History log of /linux-master/tools/testing/selftests/powerpc/eeh/Makefile
Revision Date Author Comments
# f5eca0b2 22-Oct-2020 Po-Hsu Lin <po-hsu.lin@canonical.com>

selftests/powerpc/eeh: disable kselftest timeout setting for eeh-basic

The eeh-basic test got its own 60 seconds timeout (defined in commit
414f50434aa2 "selftests/eeh: Bump EEH wait time to 60s") per breakable
device.

And we have discovered that the number of breakable devices varies
on different hardware. The device recovery time ranges from 0 to 35
seconds. In our test pool it will take about 30 seconds to run on a
Power8 system that with 5 breakable devices, 60 seconds to run on a
Power9 system that with 4 breakable devices.

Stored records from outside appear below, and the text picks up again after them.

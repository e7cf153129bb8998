//! Loads objects named by `provider://bucket/object` URLs.

use futures_util::stream::{Stream, StreamExt};

use crate::api::AisResult;
use crate::client::{Client, GetOptions, ObjectReader, UrlStream};
use crate::datapipes::url_source;
use crate::shared::parse_url;

/// Streams `(url, reader)` pairs, one per source URL, in source order.
///
/// Each object body stays unread until the caller consumes the reader. When
/// an ETL name is set, the cluster transforms every object before sending it.
pub struct AisFileLoader {
    client: Client,
    source: UrlStream<'static>,
    length: Option<usize>,
    etl_name: Option<String>,
}

impl AisFileLoader {
    /// Loader over a fixed list of object URLs. Its length is the list length.
    pub fn new<I, S>(client: Client, urls: I) -> Self
    where
        I: IntoIterator<Item = S>,
        S: Into<String>,
    {
        let (source, len) = url_source(urls);
        Self {
            client,
            source,
            length: Some(len),
            etl_name: None,
        }
    }

    /// Loader over URLs produced by an upstream stream (e.g. a lister).
    pub fn from_stream<St>(client: Client, urls: St) -> Self
    where
        St: Stream<Item = AisResult<String>> + Send + 'static,
    {
        Self {
            client,
            source: Box::pin(urls),
            length: None,
            etl_name: None,
        }
    }

    /// Apply an existing cluster ETL to every object.
    pub fn with_etl_name(mut self, etl_name: impl Into<String>) -> Self {
        self.etl_name = Some(etl_name.into());
        self
    }

    /// Number of source URLs, known only for list-backed loaders.
    pub fn length(&self) -> Option<usize> {
        self.length
    }

    pub fn into_stream(self) -> impl Stream<Item = AisResult<(String, ObjectReader)>> + Send + 'static {
        let AisFileLoader {
            client,
            mut source,
            etl_name,
            ..
        } = self;

        async_stream::try_stream! {
            while let Some(url) = source.next().await {
                let url = url?;
                let (provider, bucket, object) = parse_url(&url)?;
                let mut options = GetOptions::new();
                if let Some(etl) = &etl_name {
                    options = options.with_etl_name(etl.clone());
                }
                let reader = client.bucket(bucket, provider).object(object).get(options).await?;
                yield (url, reader);
            }
        }
    }
}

Extend the timeout setting in the kselftest framework to 5 minutes
to give it a chance to finish.

Signed-off-by: Po-Hsu Lin <po-hsu.lin@canonical.com>
Signed-off-by: Michael Ellerman <mpe@ellerman.id.au>
Link: https://lore.kernel.org/r/20201023024539.9512-1-po-hsu.lin@canonical.com


# 85d86c8a 03-Sep-2019 Oliver O'Halloran <oohall@gmail.com>

selftests/powerpc: Add basic EEH selftest

Use the new eeh_dev_check and eeh_dev_break interfaces to test EEH
recovery. Historically this has been done manually using platform specific
EEH error injection facilities (e.g. via RTAS). However, documentation on
how to use these facilities is haphazard at best and non-existent at worst
so it's hard to develop a cross-platform test.

The new debugfs interfaces allow the kernel to handle the platform specific
details so we can write a more generic set of sets. This patch adds the
most basic of recovery tests where:

a) Errors are injected and recovered from sequentially,
b) Errors are not injected into PCI-PCI bridges, such as PCIe switches.
c) Errors are only injected into device function zero.
d) No errors are injected into Virtual Functions.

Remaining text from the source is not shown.